If you’re self-employed, you might be asking yourself, “But I don’t have a regular paycheck coming in — can I even set up a budget? Should I bother?”

You can. And, yes, you definitely should.

A budget is simply a way of figuring out how much money you need to go about your daily life, and arranging things so that you don’t exceed that number. Whether you track every penny and every expense, or just keep on eye on a few problem areas, a budget helps you succeed financially.

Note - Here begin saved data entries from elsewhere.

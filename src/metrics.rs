//! Trading metrics input and its simulated feed
//!
//! The core only ever consumes the latest `MetricsSnapshot`; it is produced
//! externally on a fixed cadence. `spawn_simulator` ships a bounded-random
//! stand-in for deployments without a real feed. The sampled values are
//! simulation output, not derived from market conditions.

use std::time::Duration;

use rand::Rng;
use rust_decimal::Decimal;
use serde::{Deserialize, Serialize};
use tokio::sync::watch;
use tracing::debug;

/// Externally supplied cost fractions applied to a quote
#[derive(Debug, Clone, Copy, PartialEq, Default, Serialize, Deserialize)]
pub struct MetricsSnapshot {
    /// Expected slippage as a fraction (0.01 = 1%)
    pub slippage: Decimal,
    /// Price impact as a fraction, informational only
    pub price_impact: Decimal,
    /// Venue fees as a fraction
    pub fees: Decimal,
}

/// Upper bounds for the simulated metrics feed.
///
/// Plain configuration: no scaling with order size or venue liquidity is
/// modeled.
#[derive(Debug, Clone, Serialize, Deserialize)]
pub struct MetricsBounds {
    pub max_slippage: Decimal,
    pub max_price_impact: Decimal,
    pub max_fees: Decimal,
}

impl Default for MetricsBounds {
    fn default() -> Self {
        Self {
            max_slippage: Decimal::new(2, 1),     // 0.2
            max_price_impact: Decimal::new(5, 1), // 0.5
            max_fees: Decimal::new(1, 1),         // 0.1
        }
    }
}

impl MetricsBounds {
    fn sample(&self, rng: &mut impl Rng) -> MetricsSnapshot {
        MetricsSnapshot {
            slippage: sample_fraction(rng, self.max_slippage),
            price_impact: sample_fraction(rng, self.max_price_impact),
            fees: sample_fraction(rng, self.max_fees),
        }
    }
}

/// Uniform sample in `[0, bound]`, rounded to 4 decimal places
fn sample_fraction(rng: &mut impl Rng, bound: Decimal) -> Decimal {
    let unit = Decimal::new(rng.gen_range(0..=10_000), 4);
    (bound * unit).round_dp(4)
}

/// Spawn the simulated metrics feed.
///
/// Publishes a fresh bounded-random snapshot every `interval` on a watch
/// channel; the task exits once every receiver is dropped.
pub fn spawn_simulator(
    bounds: MetricsBounds,
    interval: Duration,
) -> watch::Receiver<MetricsSnapshot> {
    let initial = bounds.sample(&mut rand::thread_rng());
    let (tx, rx) = watch::channel(initial);

    tokio::spawn(async move {
        let mut ticker = tokio::time::interval(interval);
        ticker.tick().await; // first tick completes immediately
        loop {
            ticker.tick().await;
            let snapshot = bounds.sample(&mut rand::thread_rng());
            debug!(
                slippage = %snapshot.slippage,
                price_impact = %snapshot.price_impact,
                fees = %snapshot.fees,
                "simulated metrics tick"
            );
            if tx.send(snapshot).is_err() {
                break;
            }
        }
    });

    rx
}

#[cfg(test)]
mod tests {
    use super::*;
    use rust_decimal_macros::dec;

    #[test]
    fn test_samples_within_bounds() {
        let bounds = MetricsBounds::default();
        let mut rng = rand::thread_rng();
        for _ in 0..200 {
            let snap = bounds.sample(&mut rng);
            assert!(snap.slippage >= Decimal::ZERO && snap.slippage <= dec!(0.2));
            assert!(snap.price_impact >= Decimal::ZERO && snap.price_impact <= dec!(0.5));
            assert!(snap.fees >= Decimal::ZERO && snap.fees <= dec!(0.1));
        }
    }

    #[tokio::test(start_paused = true)]
    async fn test_simulator_publishes_on_cadence() {
        let mut rx = spawn_simulator(MetricsBounds::default(), Duration::from_secs(2));
        // Two consecutive ticks each produce a value within bounds.
        for _ in 0..2 {
            rx.changed().await.unwrap();
            let snap = *rx.borrow();
            assert!(snap.slippage <= dec!(0.2));
        }
    }
}
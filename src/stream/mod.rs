//! Streaming subsystem: per-symbol venue connections and their manager

mod connection;
mod manager;

pub use connection::StreamConnection;
pub use manager::{SubscriptionHandle, SubscriptionManager};
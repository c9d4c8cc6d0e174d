//! Configuration for the streaming swap core
//!
//! Everything is explicit construction; `from_env` is a convenience loader
//! for hosts that configure through the environment.

use std::env;
use std::time::Duration;

use serde::Deserialize;

use crate::metrics::MetricsBounds;

/// Top-level configuration, passed at construction
#[derive(Debug, Clone, Deserialize)]
pub struct CoreConfig {
    /// WebSocket endpoint of the venue
    pub ws_endpoint: String,

    /// Order book levels kept per side
    pub depth_levels: usize,

    /// Age beyond which a cached price is flagged stale
    pub price_max_age: Duration,

    /// Reconnect backoff parameters
    pub backoff: BackoffConfig,

    /// Cadence of the simulated metrics feed
    pub metrics_interval: Duration,

    /// Bounds of the simulated metrics feed
    pub metrics_bounds: MetricsBounds,

    /// Transaction workflow timings and outcome probability
    pub transaction: TransactionConfig,
}

/// Exponential backoff with jitter for stream reconnects
#[derive(Debug, Clone, Deserialize)]
pub struct BackoffConfig {
    /// Delay before the first retry
    pub base: Duration,
    /// Multiplier applied per attempt
    pub factor: u32,
    /// Upper bound on the delay
    pub cap: Duration,
    /// Full jitter fraction; 0.2 spreads each delay over ±20%
    pub jitter: f64,
}

impl Default for BackoffConfig {
    fn default() -> Self {
        Self {
            base: Duration::from_secs(1),
            factor: 2,
            cap: Duration::from_secs(30),
            jitter: 0.2,
        }
    }
}

/// Timed status sequence of the simulated swap transaction
#[derive(Debug, Clone, Deserialize)]
pub struct TransactionConfig {
    /// Time from start until `Exchanging`
    pub exchanging_after: Duration,
    /// Time from start until `Confirming`
    pub confirming_after: Duration,
    /// Time from start until the terminal outcome
    pub terminal_after: Duration,
    /// Probability of the simulated attempt succeeding
    pub success_probability: f64,
}

impl Default for TransactionConfig {
    fn default() -> Self {
        Self {
            exchanging_after: Duration::from_millis(1500),
            confirming_after: Duration::from_millis(3000),
            terminal_after: Duration::from_millis(4000),
            success_probability: 0.6,
        }
    }
}

impl Default for CoreConfig {
    fn default() -> Self {
        Self {
            ws_endpoint: "wss://stream.binance.com:9443/ws".to_string(),
            depth_levels: 5,
            price_max_age: Duration::from_secs(10),
            backoff: BackoffConfig::default(),
            metrics_interval: Duration::from_secs(2),
            metrics_bounds: MetricsBounds::default(),
            transaction: TransactionConfig::default(),
        }
    }
}

impl CoreConfig {
    /// Load configuration from environment variables, falling back to the
    /// defaults for anything unset or unparsable.
    pub fn from_env() -> anyhow::Result<Self> {
        dotenvy::dotenv().ok();

        let defaults = Self::default();

        Ok(Self {
            ws_endpoint: env::var("WS_ENDPOINT").unwrap_or(defaults.ws_endpoint),
            depth_levels: parse_env("DEPTH_LEVELS", defaults.depth_levels),
            price_max_age: Duration::from_millis(parse_env(
                "PRICE_MAX_AGE_MS",
                defaults.price_max_age.as_millis() as u64,
            )),
            backoff: BackoffConfig {
                base: Duration::from_millis(parse_env(
                    "BACKOFF_BASE_MS",
                    defaults.backoff.base.as_millis() as u64,
                )),
                factor: parse_env("BACKOFF_FACTOR", defaults.backoff.factor),
                cap: Duration::from_millis(parse_env(
                    "BACKOFF_CAP_MS",
                    defaults.backoff.cap.as_millis() as u64,
                )),
                jitter: parse_env("BACKOFF_JITTER", defaults.backoff.jitter),
            },
            metrics_interval: Duration::from_millis(parse_env(
                "METRICS_INTERVAL_MS",
                defaults.metrics_interval.as_millis() as u64,
            )),
            metrics_bounds: defaults.metrics_bounds,
            transaction: TransactionConfig {
                success_probability: parse_env(
                    "TX_SUCCESS_PROBABILITY",
                    defaults.transaction.success_probability,
                ),
                ..defaults.transaction
            },
        })
    }
}

fn parse_env<T: std::str::FromStr>(key: &str, default: T) -> T {
    env::var(key)
        .ok()
        .and_then(|v| v.parse().ok())
        .unwrap_or(default)
}
use crate::config::EngineSettings;
use crate::data::BarProvider;
use crate::error::EngineError;
use crate::models::{BacktestRequest, BacktestRun, OptimizationRun, RunStatus, WalkForwardRun};
use crate::optimizer::{CancelToken, GridOptimizer, OptimizeRequest};
use crate::performance::PerformanceCalculator;
use crate::simulator::{run_strategy_backtest, SimulatorConfig};
use crate::walk_forward::{WalkForwardAnalyzer, WalkForwardRequest};
use chrono::Utc;
use dashmap::DashMap;
use log::{error, info};
use std::sync::Arc;
use uuid::Uuid;

/// Async facade over the engine: fire-and-poll backtests plus awaited
/// optimization and walk-forward runs. All simulation work happens on
/// the blocking pool; run records live in memory for the lifetime of
/// the service.
pub struct EngineService {
    provider: Arc<dyn BarProvider>,
    settings: EngineSettings,
    backtests: Arc<DashMap<Uuid, BacktestRun>>,
}

impl EngineService {
    pub fn new(provider: Arc<dyn BarProvider>, settings: EngineSettings) -> Self {
        Self {
            provider,
            settings,
            backtests: Arc::new(DashMap::new()),
        }
    }

    /// Registers a pending run and schedules it on the blocking pool.
    /// Returns immediately with the run id for status polling.
    pub fn start_backtest(&self, request: BacktestRequest) -> Uuid {
        let run = BacktestRun::new(request);
        let id = run.id;
        self.backtests.insert(id, run);

        let provider = Arc::clone(&self.provider);
        let settings = self.settings.clone();
        let backtests = Arc::clone(&self.backtests);
        tokio::task::spawn_blocking(move || {
            if let Some(mut entry) = backtests.get_mut(&id) {
                entry.status = RunStatus::Running;
            }
            let outcome = execute_backtest(provider.as_ref(), &settings, &backtests, id);
            if let Some(mut entry) = backtests.get_mut(&id) {
                match outcome {
                    Ok(()) => {
                        entry.status = RunStatus::Completed;
                        info!("Backtest {} completed", id);
                    }
                    Err(err) => {
                        entry.status = RunStatus::Failed;
                        entry.error = Some(err.to_string());
                        error!("Backtest {} failed: {}", id, err);
                    }
                }
                entry.completed_at = Some(Utc::now());
            }
        });

        id
    }

    pub fn backtest_status(&self, id: Uuid) -> Option<RunStatus> {
        self.backtests.get(&id).map(|entry| entry.status)
    }

    /// Full run record, available once the run has completed. Running
    /// and failed runs return None; failures are visible through
    /// [`EngineService::backtest_status`] and the stored error string.
    pub fn backtest_results(&self, id: Uuid) -> Option<BacktestRun> {
        self.backtests
            .get(&id)
            .filter(|entry| entry.status == RunStatus::Completed)
            .map(|entry| entry.value().clone())
    }

    pub fn backtest_error(&self, id: Uuid) -> Option<String> {
        self.backtests.get(&id).and_then(|entry| entry.error.clone())
    }

    pub async fn optimize(
        &self,
        request: OptimizeRequest,
        cancel: CancelToken,
    ) -> Result<OptimizationRun, EngineError> {
        let provider = Arc::clone(&self.provider);
        let settings = self.settings.clone();
        tokio::task::spawn_blocking(move || {
            let optimizer = GridOptimizer::new(settings);
            optimizer.run(provider.as_ref(), &request, &cancel)
        })
        .await
        .map_err(|join_error| {
            EngineError::Simulation(format!("optimization task aborted: {}", join_error))
        })?
    }

    pub async fn walk_forward(
        &self,
        request: WalkForwardRequest,
        cancel: CancelToken,
    ) -> Result<WalkForwardRun, EngineError> {
        let provider = Arc::clone(&self.provider);
        let settings = self.settings.clone();
        tokio::task::spawn_blocking(move || {
            let analyzer = WalkForwardAnalyzer::new(settings);
            analyzer.run(provider.as_ref(), &request, &cancel)
        })
        .await
        .map_err(|join_error| {
            EngineError::Simulation(format!("walk-forward task aborted: {}", join_error))
        })?
    }
}

fn execute_backtest(
    provider: &dyn BarProvider,
    settings: &EngineSettings,
    backtests: &DashMap<Uuid, BacktestRun>,
    id: Uuid,
) -> Result<(), EngineError> {
    let request = backtests
        .get(&id)
        .map(|entry| entry.request.clone())
        .ok_or_else(|| EngineError::Simulation(format!("run {} vanished", id)))?;

    if request.start_date >= request.end_date {
        return Err(EngineError::validation(
            "startDate",
            format!(
                "startDate {} must precede endDate {}",
                request.start_date, request.end_date
            ),
        ));
    }

    let bars = provider.bars(
        &request.symbol,
        request.timeframe,
        request.start_date,
        request.end_date,
    )?;
    let config = SimulatorConfig {
        initial_capital: settings.initial_capital,
        fee_rate: settings.trade_fee_rate,
        slippage_rate: settings.trade_slippage_rate,
    };
    let outcome = run_strategy_backtest(&request.strategy, &request.parameters, &bars, config)?;
    let metrics = PerformanceCalculator::calculate(
        &outcome.equity_curve,
        &outcome.trades,
        settings.initial_capital,
        request.timeframe.bars_per_year(),
    );

    if let Some(mut entry) = backtests.get_mut(&id) {
        entry.metrics = Some(metrics);
        entry.trades = outcome.trades;
        entry.equity_curve = outcome.equity_curve;
    }
    Ok(())
}

#[cfg(test)]
mod tests {
    use super::*;
    use crate::data::{synthetic_bars, BarStore};
    use crate::models::Timeframe;
    use chrono::{Duration, TimeZone};
    use std::collections::HashMap;

    fn service() -> (EngineService, chrono::DateTime<Utc>) {
        let start = Utc.with_ymd_and_hms(2024, 1, 1, 0, 0, 0).unwrap();
        let bars = synthetic_bars(5, 120, start, Timeframe::D1);
        let mut store = BarStore::new();
        store.insert_series("BTCUSD", Timeframe::D1, bars);
        let settings = EngineSettings {
            worker_threads: Some(2),
            ..EngineSettings::default()
        };
        (EngineService::new(Arc::new(store), settings), start)
    }

    fn backtest_request(start: chrono::DateTime<Utc>, symbol: &str) -> BacktestRequest {
        BacktestRequest {
            strategy: "buy_and_hold".to_string(),
            parameters: HashMap::new(),
            symbol: symbol.to_string(),
            timeframe: Timeframe::D1,
            start_date: start,
            end_date: start + Duration::days(120),
        }
    }

    async fn wait_terminal(service: &EngineService, id: Uuid) -> RunStatus {
        for _ in 0..200 {
            if let Some(status) = service.backtest_status(id) {
                if status.is_terminal() {
                    return status;
                }
            }
            tokio::time::sleep(std::time::Duration::from_millis(10)).await;
        }
        panic!("backtest {} never reached a terminal status", id);
    }

    #[tokio::test]
    async fn backtest_lifecycle_reaches_completed() {
        let (service, start) = service();
        let id = service.start_backtest(backtest_request(start, "BTCUSD"));
        assert!(service.backtest_status(id).is_some());

        let status = wait_terminal(&service, id).await;
        assert_eq!(status, RunStatus::Completed);

        let run = service.backtest_results(id).expect("completed run");
        assert_eq!(run.id, id);
        assert!(run.metrics.is_some());
        assert_eq!(run.equity_curve.len(), 120);
        assert!(run.completed_at.is_some());
    }

    #[tokio::test]
    async fn failed_backtest_exposes_error_not_results() {
        let (service, start) = service();
        let id = service.start_backtest(backtest_request(start, "NOSUCH"));
        let status = wait_terminal(&service, id).await;
        assert_eq!(status, RunStatus::Failed);
        assert!(service.backtest_results(id).is_none());
        let message = service.backtest_error(id).expect("error recorded");
        assert!(message.contains("NOSUCH"));
    }

    #[tokio::test]
    async fn unknown_run_id_yields_none() {
        let (service, _) = service();
        let id = Uuid::new_v4();
        assert!(service.backtest_status(id).is_none());
        assert!(service.backtest_results(id).is_none());
    }
}
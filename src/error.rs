use chrono::{DateTime, Utc};

/// Domain errors surfaced by the engine. Validation failures always
/// name the offending field and are raised before any simulation work
/// starts; data and simulation failures are scoped to a single run.
#[derive(Debug, Clone, thiserror::Error)]
pub enum EngineError {
    #[error("invalid {field}: {message}")]
    Validation { field: String, message: String },

    #[error("no bars available ({window})")]
    DataUnavailable { window: String },

    #[error("simulation failed: {0}")]
    Simulation(String),
}

impl EngineError {
    pub fn validation(field: impl Into<String>, message: impl Into<String>) -> Self {
        EngineError::Validation {
            field: field.into(),
            message: message.into(),
        }
    }

    pub fn no_bars(symbol: &str, start: DateTime<Utc>, end: DateTime<Utc>) -> Self {
        EngineError::DataUnavailable {
            window: format!("{} between {} and {}", symbol, start, end),
        }
    }

    pub fn is_validation(&self) -> bool {
        matches!(self, EngineError::Validation { .. })
    }
}
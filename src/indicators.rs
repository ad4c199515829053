pub fn calculate_sma(prices: &[f64], period: usize) -> Vec<f64> {
    if prices.is_empty() {
        return Vec::new();
    }
    if period <= 1 || prices.len() < period {
        return prices.to_vec();
    }

    let mut sma_values = Vec::with_capacity(prices.len());
    for i in 0..period - 1 {
        // Not enough history yet; fall back to the running mean so the
        // output stays aligned with the input.
        let window = &prices[..=i];
        sma_values.push(window.iter().sum::<f64>() / window.len() as f64);
    }

    let mut window_sum: f64 = prices[..period].iter().sum();
    sma_values.push(window_sum / period as f64);
    for i in period..prices.len() {
        window_sum += prices[i] - prices[i - period];
        sma_values.push(window_sum / period as f64);
    }

    sma_values
}

/// Wilder-smoothed RSI. The first `period` outputs are a neutral 50
/// until enough history accumulates.
pub fn calculate_rsi(prices: &[f64], period: usize) -> Vec<f64> {
    if prices.is_empty() || period == 0 {
        return vec![50.0; prices.len()];
    }

    let mut rsi_values = vec![50.0; prices.len()];
    if prices.len() <= period {
        return rsi_values;
    }

    let mut avg_gain = 0.0;
    let mut avg_loss = 0.0;
    for i in 1..=period {
        let change = prices[i] - prices[i - 1];
        if change > 0.0 {
            avg_gain += change;
        } else {
            avg_loss += -change;
        }
    }
    avg_gain /= period as f64;
    avg_loss /= period as f64;
    rsi_values[period] = rsi_from_averages(avg_gain, avg_loss);

    for i in period + 1..prices.len() {
        let change = prices[i] - prices[i - 1];
        let gain = if change > 0.0 { change } else { 0.0 };
        let loss = if change < 0.0 { -change } else { 0.0 };
        avg_gain = (avg_gain * (period as f64 - 1.0) + gain) / period as f64;
        avg_loss = (avg_loss * (period as f64 - 1.0) + loss) / period as f64;
        rsi_values[i] = rsi_from_averages(avg_gain, avg_loss);
    }

    rsi_values
}

fn rsi_from_averages(avg_gain: f64, avg_loss: f64) -> f64 {
    if avg_loss == 0.0 {
        if avg_gain == 0.0 {
            50.0
        } else {
            100.0
        }
    } else {
        100.0 - 100.0 / (1.0 + avg_gain / avg_loss)
    }
}

/// Rate of change over `period` bars, as a fraction. Zeros until
/// enough history exists.
pub fn calculate_roc(prices: &[f64], period: usize) -> Vec<f64> {
    let mut roc_values = vec![0.0; prices.len()];
    if period == 0 {
        return roc_values;
    }
    for i in period..prices.len() {
        let base = prices[i - period];
        if base != 0.0 {
            roc_values[i] = (prices[i] - base) / base;
        }
    }
    roc_values
}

Budgeting when your income isn’t predictable can be tough. But, actually, it’s especially important if you have an irregular income. Who might have an irregular income? If you fit into one of these categories, I’m talking to you:

  • freelancers,
  • temp workers,
  • consultants,
  • artists,
  • permanent employees with fluctuating hours,
  • commissioned salespeople,
  • those doing seasonal work,
  • people will tip-dependent income,
  • owners of a small or startup business,
  • on-call employees,
  • or simply odd-jobbers.

If any of the above apply, this article is for you. Keeping track of your incoming funds and knowing where your money then goes are incredibly important to maintaining financial security when you don’t get a predictable paycheck from your 9-to-5. Below is one three-step method to creating a budget when your income isn’t predictable.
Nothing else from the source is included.